Dallas-based TXU, Texas' largest electricity producer with more than 2.3 million customers, has agreed to be sold to private-equity firms in the largest private buyout in U.S. corporate history. An investor group led by Kohlberg Kravis Roberts and Texas Pacific Group is paying about $32 billion and would assume about $13 billion in debt. The buyer group includes Goldman Sachs and three other Wall Street firms. The buyout firms sought support by agreeing to scale back a plan to build 11 new coal-fired power plants that would produce tons of new greenhouse gas emissions. Critics have raised environmental concerns. The Sustainable Energy and Economic Development Coalition says its happy that eight coal plant projects will now be taken off the table by TXU. Dave Hawkins with the National Resources Defense Council's climate center says this sale is significant.
"This development takes a company that was opposing global warming controls and turns it into one that will be supporting global warming controls. It takes a company that was proposing to build thousands of megawatts of coal plants in Texas and in other states and cuts 75 percent of those proposed projects with a pledge to not try to build them, either in Texas or in other states."
TXU says Secretary of State James Baker of Houston will serve as advisory chairman to the new owners. Former Commerce Secretary Donald Evans of Midland would join the TXU board. TXU directors voted Sunday night to recommend that shareholders approve the sale. TXU says the company would get a $1 billion reverse break-up fee if the buyers can't close the sale. The utility also has until mid-April to shop for better offers, although the buyout firms would get a chance to trump any new bids.
Temple-Inland announced plans to separate into three stand-alone public companies and to sell its timberlands. Austin-based Temple-Inland is a packaging, forest products, real estate and financial services company. As part of the breakup, Temple-Inland will retain its corrugated packaging and building products operations. The company will spin off its financial services business, which owns Guaranty Bank in Texas and California, and its real estate unit, which operates as Forestar Real Estate Group. Billionaire investor Carl Icahn in January acquired a nearly seven percent stake in Temple-Inland and has advocated breaking up the company. Temple-Inland also plans to sell off some 1.8 million acres of timberland in Texas, Louisiana, Alabama and Georgia. Financial terms of the spinoffs and property sales haven't been released.

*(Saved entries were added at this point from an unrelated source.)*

//! # Units
//!
//! Parsing and conversion of unit strings in the format used by the results
//! database and the host application (`in`, `lbf`, `lbf*in`, `in^-2`, `psi`,
//! `N*mm`, `[MPa]`).
//!
//! Every unit is reduced to a factor relative to SI (metres, newtons) and a
//! dimension expressed as powers of length and force. Two units convert
//! into each other only when their dimensions match.
//!
//! ## Output unit system
//!
//! A [`UnitSystem`] is the pair of length/force units requested for output.
//! All other output units are derived from it:
//!
//! | Quantity  | Derived unit                       |
//! |-----------|------------------------------------|
//! | Stress    | `psi` (in + lbf), `MPa` (mm + N), else `F*L^-2` |
//! | Moment    | `F*L`                              |
//! | Stiffness | `F*L^-1`                           |
//! | Area      | `L^2`                              |
//! | Inertia   | `L^4`                              |
//!
//! ## Example
//!
//! ```rust
//! use post_core::units::{Unit, UnitSystem};
//!
//! let psi = Unit::parse("psi").unwrap();
//! let mpa = Unit::parse("MPa").unwrap();
//! let value = psi.convert(1000.0, &mpa).unwrap();
//! assert!((value - 6.894757).abs() < 1e-5);
//!
//! let system = UnitSystem::new("in", "lbf").unwrap();
//! assert_eq!(system.stress_symbol(), "psi");
//! assert_eq!(system.moment_symbol(), "lbf*in");
//! ```

use std::collections::HashMap;
use std::fmt;

use once_cell::sync::Lazy;
use serde::{Deserialize, Serialize};

use crate::errors::{PostError, PostResult};

/// Powers of length and force making up a physical dimension.
#[derive(Debug, Clone, Copy, PartialEq, Eq, Default, Serialize, Deserialize)]
pub struct Dimension {
    /// Power of length
    pub length: i32,
    /// Power of force
    pub force: i32,
}

impl Dimension {
    pub const NONE: Dimension = Dimension { length: 0, force: 0 };
    pub const LENGTH: Dimension = Dimension { length: 1, force: 0 };
    pub const FORCE: Dimension = Dimension { length: 0, force: 1 };
    pub const MOMENT: Dimension = Dimension { length: 1, force: 1 };
    pub const STRESS: Dimension = Dimension { length: -2, force: 1 };

    fn scaled(self, power: i32) -> Dimension {
        Dimension {
            length: self.length * power,
            force: self.force * power,
        }
    }

    fn combined(self, other: Dimension) -> Dimension {
        Dimension {
            length: self.length + other.length,
            force: self.force + other.force,
        }
    }
}

// ============================================================================
// Base unit table
// ============================================================================

/// Factor to SI and dimension for every recognised base symbol.
static BASE_UNITS: Lazy<HashMap<&'static str, (f64, Dimension)>> = Lazy::new(|| {
    let mut table = HashMap::new();

    // Length
    table.insert("m", (1.0, Dimension::LENGTH));
    table.insert("cm", (1.0e-2, Dimension::LENGTH));
    table.insert("mm", (1.0e-3, Dimension::LENGTH));
    table.insert("um", (1.0e-6, Dimension::LENGTH));
    table.insert("in", (0.0254, Dimension::LENGTH));
    table.insert("ft", (0.3048, Dimension::LENGTH));

    // Force
    table.insert("N", (1.0, Dimension::FORCE));
    table.insert("mN", (1.0e-3, Dimension::FORCE));
    table.insert("kN", (1.0e3, Dimension::FORCE));
    table.insert("lbf", (4.448_221_615_260_5, Dimension::FORCE));
    table.insert("lb", (4.448_221_615_260_5, Dimension::FORCE));
    table.insert("kip", (4_448.221_615_260_5, Dimension::FORCE));
    table.insert("kips", (4_448.221_615_260_5, Dimension::FORCE));

    // Stress
    table.insert("Pa", (1.0, Dimension::STRESS));
    table.insert("kPa", (1.0e3, Dimension::STRESS));
    table.insert("MPa", (1.0e6, Dimension::STRESS));
    table.insert("GPa", (1.0e9, Dimension::STRESS));
    table.insert("psi", (6_894.757_293_168_361, Dimension::STRESS));
    table.insert("ksi", (6_894_757.293_168_361, Dimension::STRESS));

    table
});

/// A parsed unit: its original symbol, factor to SI and dimension.
#[derive(Debug, Clone, PartialEq)]
pub struct Unit {
    symbol: String,
    factor: f64,
    dimension: Dimension,
}

impl Unit {
    /// Parse a unit string.
    ///
    /// Accepts a product of base symbols separated by `*` or whitespace,
    /// each with an optional integer power (`lbf*in^-2`). Surrounding
    /// brackets are stripped (`[lbf*in]`).
    pub fn parse(symbol: &str) -> PostResult<Unit> {
        let trimmed = symbol
            .trim()
            .trim_start_matches('[')
            .trim_end_matches(']')
            .trim();
        if trimmed.is_empty() {
            return Err(PostError::invalid_input("unit", symbol, "Unit string is empty"));
        }

        let mut factor = 1.0;
        let mut dimension = Dimension::NONE;
        for token in trimmed.split(|c: char| c == '*' || c.is_whitespace()) {
            if token.is_empty() {
                continue;
            }
            let (base, power) = match token.split_once('^') {
                Some((base, power)) => {
                    let power: i32 = power.parse().map_err(|_| {
                        PostError::invalid_input("unit", symbol, format!("Bad exponent in '{}'", token))
                    })?;
                    (base, power)
                }
                None => (token, 1),
            };
            let (base_factor, base_dimension) = BASE_UNITS.get(base).copied().ok_or_else(|| {
                PostError::invalid_input("unit", symbol, format!("Unknown unit symbol '{}'", base))
            })?;
            factor *= base_factor.powi(power);
            dimension = dimension.combined(base_dimension.scaled(power));
        }

        Ok(Unit {
            symbol: trimmed.to_string(),
            factor,
            dimension,
        })
    }

    /// The symbol as written (without brackets)
    pub fn symbol(&self) -> &str {
        &self.symbol
    }

    /// The dimension of this unit
    pub fn dimension(&self) -> Dimension {
        self.dimension
    }

    /// Multiplier that converts a value in `self` into a value in `target`.
    pub fn factor_to(&self, target: &Unit) -> PostResult<f64> {
        if self.dimension != target.dimension {
            return Err(PostError::invalid_input(
                "unit",
                format!("{} -> {}", self.symbol, target.symbol),
                "Units have different dimensions",
            ));
        }
        Ok(self.factor / target.factor)
    }

    /// Convert a value expressed in `self` into `target`.
    pub fn convert(&self, value: f64, target: &Unit) -> PostResult<f64> {
        Ok(value * self.factor_to(target)?)
    }
}

impl fmt::Display for Unit {
    fn fmt(&self, f: &mut fmt::Formatter<'_>) -> fmt::Result {
        write!(f, "{}", self.symbol)
    }
}

// ============================================================================
// Output unit system
// ============================================================================

/// Length and force units requested for output, with derived symbols.
#[derive(Debug, Clone, PartialEq, Serialize, Deserialize)]
pub struct UnitSystem {
    /// Length unit symbol (e.g. "in", "mm")
    pub length: String,
    /// Force unit symbol (e.g. "lbf", "N")
    pub force: String,
}

impl Default for UnitSystem {
    fn default() -> Self {
        UnitSystem {
            length: "in".to_string(),
            force: "lbf".to_string(),
        }
    }
}

impl UnitSystem {
    /// Create a unit system, validating that both symbols have the right dimension.
    pub fn new(length: impl Into<String>, force: impl Into<String>) -> PostResult<Self> {
        let system = UnitSystem {
            length: length.into(),
            force: force.into(),
        };
        system.validate()?;
        Ok(system)
    }

    /// Check that `length` is a length and `force` is a force.
    pub fn validate(&self) -> PostResult<()> {
        if Unit::parse(&self.length)?.dimension() != Dimension::LENGTH {
            return Err(PostError::invalid_input(
                "length_unit",
                self.length.clone(),
                "Not a length unit",
            ));
        }
        if Unit::parse(&self.force)?.dimension() != Dimension::FORCE {
            return Err(PostError::invalid_input(
                "force_unit",
                self.force.clone(),
                "Not a force unit",
            ));
        }
        Ok(())
    }

    /// Stress symbol: `psi` for in/lbf, `MPa` for mm/N, else `F*L^-2`.
    pub fn stress_symbol(&self) -> String {
        if self.length.eq_ignore_ascii_case("in") && self.force.eq_ignore_ascii_case("lbf") {
            "psi".to_string()
        } else if self.length.eq_ignore_ascii_case("mm") && self.force.eq_ignore_ascii_case("n") {
            "MPa".to_string()
        } else {
            format!("{}*{}^-2", self.force, self.length)
        }
    }

    /// Moment/torque symbol `F*L`
    pub fn moment_symbol(&self) -> String {
        format!("{}*{}", self.force, self.length)
    }

    /// Axial stiffness symbol `F*L^-1`
    pub fn stiffness_symbol(&self) -> String {
        format!("{}*{}^-1", self.force, self.length)
    }

    /// Area symbol `L^2`
    pub fn area_symbol(&self) -> String {
        format!("{}^2", self.length)
    }

    /// Second moment of area symbol `L^4`
    pub fn inertia_symbol(&self) -> String {
        format!("{}^4", self.length)
    }

    pub fn length_unit(&self) -> PostResult<Unit> {
        Unit::parse(&self.length)
    }

    pub fn force_unit(&self) -> PostResult<Unit> {
        Unit::parse(&self.force)
    }

    pub fn moment_unit(&self) -> PostResult<Unit> {
        Unit::parse(&self.moment_symbol())
    }

    pub fn stress_unit(&self) -> PostResult<Unit> {
        Unit::parse(&self.stress_symbol())
    }

    pub fn stiffness_unit(&self) -> PostResult<Unit> {
        Unit::parse(&self.stiffness_symbol())
    }

    pub fn area_unit(&self) -> PostResult<Unit> {
        Unit::parse(&self.area_symbol())
    }

    pub fn inertia_unit(&self) -> PostResult<Unit> {
        Unit::parse(&self.inertia_symbol())
    }
}

/// Bracketed label used in column headers: `label("psi") == "[psi]"`.
pub fn label(symbol: &str) -> String {
    format!("[{}]", symbol)
}

#[cfg(test)]
mod tests {
    use super::*;
    use approx::assert_relative_eq;

    #[test]
    fn test_parse_simple_units() {
        let inch = Unit::parse("in").unwrap();
        assert_eq!(inch.dimension(), Dimension::LENGTH);
        let mm = Unit::parse("[mm]").unwrap();
        assert_eq!(mm.symbol(), "mm");
        assert_relative_eq!(inch.convert(1.0, &mm).unwrap(), 25.4, max_relative = 1e-12);
    }

    #[test]
    fn test_parse_compound_units() {
        let moment = Unit::parse("lbf*in").unwrap();
        assert_eq!(moment.dimension(), Dimension::MOMENT);
        let n_mm = Unit::parse("N*mm").unwrap();
        assert_relative_eq!(moment.convert(1.0, &n_mm).unwrap(), 112.984_829, max_relative = 1e-6);

        // Space-separated form used by older scripts
        let spaced = Unit::parse("lbf in").unwrap();
        assert_eq!(spaced.dimension(), Dimension::MOMENT);
    }

    #[test]
    fn test_named_stress_matches_derived_stress() {
        let psi = Unit::parse("psi").unwrap();
        let derived = Unit::parse("lbf*in^-2").unwrap();
        assert_eq!(psi.dimension(), derived.dimension());
        assert_relative_eq!(psi.factor_to(&derived).unwrap(), 1.0, max_relative = 1e-9);

        let mpa = Unit::parse("MPa").unwrap();
        let n_mm2 = Unit::parse("N*mm^-2").unwrap();
        assert_relative_eq!(mpa.factor_to(&n_mm2).unwrap(), 1.0, max_relative = 1e-12);
    }

    #[test]
    fn test_dimension_mismatch_rejected() {
        let psi = Unit::parse("psi").unwrap();
        let lbf = Unit::parse("lbf").unwrap();
        let err = psi.convert(1.0, &lbf).unwrap_err();
        assert_eq!(err.error_code(), "INVALID_INPUT");
    }

    #[test]
    fn test_unknown_symbol_rejected() {
        assert!(Unit::parse("furlong").is_err());
        assert!(Unit::parse("in^x").is_err());
        assert!(Unit::parse("").is_err());
    }

    #[test]
    fn test_unit_system_derived_symbols() {
        let imperial = UnitSystem::new("in", "lbf").unwrap();
        assert_eq!(imperial.stress_symbol(), "psi");
        assert_eq!(imperial.moment_symbol(), "lbf*in");
        assert_eq!(imperial.stiffness_symbol(), "lbf*in^-1");
        assert_eq!(imperial.area_symbol(), "in^2");
        assert_eq!(imperial.inertia_symbol(), "in^4");

        let metric = UnitSystem::new("mm", "N").unwrap();
        assert_eq!(metric.stress_symbol(), "MPa");

        let mixed = UnitSystem::new("ft", "kip").unwrap();
        assert_eq!(mixed.stress_symbol(), "kip*ft^-2");
        assert_eq!(mixed.stress_unit().unwrap().dimension(), Dimension::STRESS);
    }

    #[test]
    fn test_unit_system_rejects_swapped_units() {
        assert!(UnitSystem::new("lbf", "in").is_err());
    }

    #[test]
    fn test_label() {
        assert_eq!(label("psi"), "[psi]");
    }

    #[test]
    fn test_unit_system_serialization() {
        let system = UnitSystem::default();
        let json = serde_json::to_string(&system).unwrap();
        let roundtrip: UnitSystem = serde_json::from_str(&json).unwrap();
        assert_eq!(system, roundtrip);
    }
}
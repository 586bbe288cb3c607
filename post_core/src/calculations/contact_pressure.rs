//! # Contact Pressure
//!
//! Nodal contact pressure of contact regions, with the coordinates of each
//! node, at every scoped set.
//!
//! Nodes come from the contact-side elements of each region. Coordinates are
//! reported either in the global frame or in a local coordinate system:
//!
//! - x_local = R · (x − o)
//!
//! where the rows of R are the local axis directions and o is the local
//! origin, both in global coordinates.

use serde::{Deserialize, Serialize};
use tracing::{debug, info};

use super::{PassOutput, SkippedRecord};
use crate::errors::{PostError, PostResult};
use crate::model::{ContactRegion, CoordinateSystem};
use crate::results::ResultSource;
use crate::time_scoping::TimeScoping;
use crate::units::Unit;

/// Frame in which node coordinates are reported.
#[derive(Debug, Clone, PartialEq, Serialize, Deserialize)]
pub struct LocalFrame {
    /// Coordinate system name, `Global` for the global frame
    pub name: String,
    pub origin: [f64; 3],
    pub axes: [[f64; 3]; 3],
}

impl LocalFrame {
    pub fn global() -> Self {
        LocalFrame {
            name: "Global".to_string(),
            origin: [0.0; 3],
            axes: [[1.0, 0.0, 0.0], [0.0, 1.0, 0.0], [0.0, 0.0, 1.0]],
        }
    }

    /// Frame of a model coordinate system; `length_factor` converts its
    /// origin from model units to the unit of the transformed points.
    pub fn from_coordinate_system(cs: &CoordinateSystem, length_factor: f64) -> Self {
        LocalFrame {
            name: cs.name.clone(),
            origin: cs.origin.map(|v| v * length_factor),
            axes: cs.axes.unwrap_or(LocalFrame::global().axes),
        }
    }

    /// Coordinates of a global point in this frame
    pub fn transform(&self, point: [f64; 3]) -> [f64; 3] {
        let d = [
            point[0] - self.origin[0],
            point[1] - self.origin[1],
            point[2] - self.origin[2],
        ];
        self.axes.map(|axis| axis[0] * d[0] + axis[1] * d[1] + axis[2] * d[2])
    }
}

/// Contact pressure at one node and set.
#[derive(Debug, Clone, PartialEq, Serialize, Deserialize)]
pub struct ContactPressureRecord {
    pub contact_id: u32,
    pub name: String,
    pub set: usize,
    pub time: f64,
    pub node_id: u32,
    /// Node coordinates in the report frame
    pub position: [f64; 3],
    pub pressure: f64,
}

/// Records of one region, ordered by set then node id.
fn region_pressures<S>(
    source: &S,
    contact: &ContactRegion,
    scoping: &TimeScoping,
    frame: &LocalFrame,
    stress_unit: &Unit,
    length_unit: &Unit,
) -> PostResult<Vec<ContactPressureRecord>>
where
    S: ResultSource + ?Sized,
{
    if contact.element_ids.is_empty() {
        return Err(PostError::missing_field("elements", format!("contact '{}'", contact.name)));
    }
    let pressures = source
        .contact_pressure(scoping, &contact.element_ids)?
        .without_empty();

    let mut records = Vec::new();
    for sample in &scoping.samples {
        let Some(field) = pressures.get(sample.set) else {
            continue;
        };
        let field = field.converted(stress_unit)?;
        let mut node_ids = field.ids.clone();
        node_ids.sort_unstable();
        let positions = source.node_coordinates(&node_ids)?.converted(length_unit)?;
        if positions.components != 3 {
            return Err(PostError::host_api("node_coordinates", "expected three-component coordinates"));
        }
        debug!(contact = %contact.name, set = sample.set, nodes = node_ids.len(), "reading contact pressure");

        for node in node_ids {
            let Some(pressure) = field.scalar_at(node) else {
                continue;
            };
            let xyz = positions
                .entity(node)
                .ok_or_else(|| PostError::missing_field("node coordinates", format!("node {}", node)))?;
            records.push(ContactPressureRecord {
                contact_id: contact.id,
                name: contact.name.clone(),
                set: sample.set,
                time: sample.time,
                node_id: node,
                position: frame.transform([xyz[0], xyz[1], xyz[2]]),
                pressure,
            });
        }
    }
    Ok(records)
}

/// Contact pressure of every region at every scoped set.
///
/// Pressure is converted to `stress_unit` and coordinates to `length_unit`;
/// `frame` must be expressed in `length_unit`. A region without elements or
/// without pressure results is skipped.
pub fn contact_pressures<S>(
    source: &S,
    contacts: &[ContactRegion],
    scoping: &TimeScoping,
    frame: &LocalFrame,
    stress_unit: &Unit,
    length_unit: &Unit,
) -> PostResult<PassOutput<ContactPressureRecord>>
where
    S: ResultSource + ?Sized,
{
    let mut output = PassOutput::default();
    for contact in contacts {
        match region_pressures(source, contact, scoping, frame, stress_unit, length_unit) {
            Ok(records) if records.is_empty() => output.skipped.push(SkippedRecord::new(
                contact.id,
                &contact.name,
                None,
                PostError::missing_field("contact pressure", "no result set carried data for the contact"),
            )),
            Ok(records) => output.records.extend(records),
            Err(e) if e.is_record_local() => output
                .skipped
                .push(SkippedRecord::new(contact.id, &contact.name, None, e)),
            Err(e) => return Err(e),
        }
    }
    info!(
        contacts = contacts.len(),
        records = output.records.len(),
        frame = %frame.name,
        "extracted contact pressure"
    );
    Ok(output)
}

#[cfg(test)]
mod tests {
    use super::*;
    use approx::assert_relative_eq;

    #[test]
    fn test_global_frame_is_identity() {
        let frame = LocalFrame::global();
        assert_eq!(frame.transform([1.0, -2.0, 3.0]), [1.0, -2.0, 3.0]);
    }

    #[test]
    fn test_rotated_frame() {
        // Local X along global Y, local Y along global -X
        let cs = CoordinateSystem {
            name: "Loc Csys".to_string(),
            origin: [1.0, 0.0, 0.0],
            axes: Some([[0.0, 1.0, 0.0], [-1.0, 0.0, 0.0], [0.0, 0.0, 1.0]]),
        };
        let frame = LocalFrame::from_coordinate_system(&cs, 1.0);
        assert_eq!(frame.transform([1.0, 0.0, 0.0]), [0.0, 0.0, 0.0]);
        assert_eq!(frame.transform([0.0, 1.0, 2.0]), [1.0, 1.0, 2.0]);
    }

    #[test]
    fn test_frame_origin_is_converted() {
        let cs = CoordinateSystem {
            name: "Offset".to_string(),
            origin: [1.0, 0.0, 0.0],
            axes: None,
        };
        let frame = LocalFrame::from_coordinate_system(&cs, 25.4);
        let local = frame.transform([25.4, 10.0, 0.0]);
        assert_relative_eq!(local[0], 0.0);
        assert_relative_eq!(local[1], 10.0);
    }
}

A judge in Rhode Island refused to grant a new trial in the state's lawsuit against some former lead paint makers. The judge will appoint a special master to advise the court on what the companies should do to clean up lead paint in that state. A Rhode Island jury last year found three former lead paint manufacturers--Sherwin-Williams, Dallas-based N.L. Industries and Millennium Holdings--liable for creating a public nuisance. The judge rejected a request from the companies for a new trial. The companies say they'll appeal. Lead paint was banned for residential use by the federal government in 1978.
The abandoned downtown Austin building that symbolized the dot-com collapse of 2001 was demolished Sunday to make way for a new courthouse. A crowd of hundreds looked on as the unfinished building came down in about ten seconds with a series of dynamite explosions. Intel Corporation stopped construction of the building in 2001 when the tech boom fizzled. Some onlookers questioned whether the implosion was a success because edges of the concrete and metal skeleton remained standing afterward. But Shala Geer-Smith, a spokeswoman for building owner General Services Administration, tells the Austin American-Statesman that the building fell according to plan. A new federal courthouse will be built at Fourth and San Antonio Streets by 2012.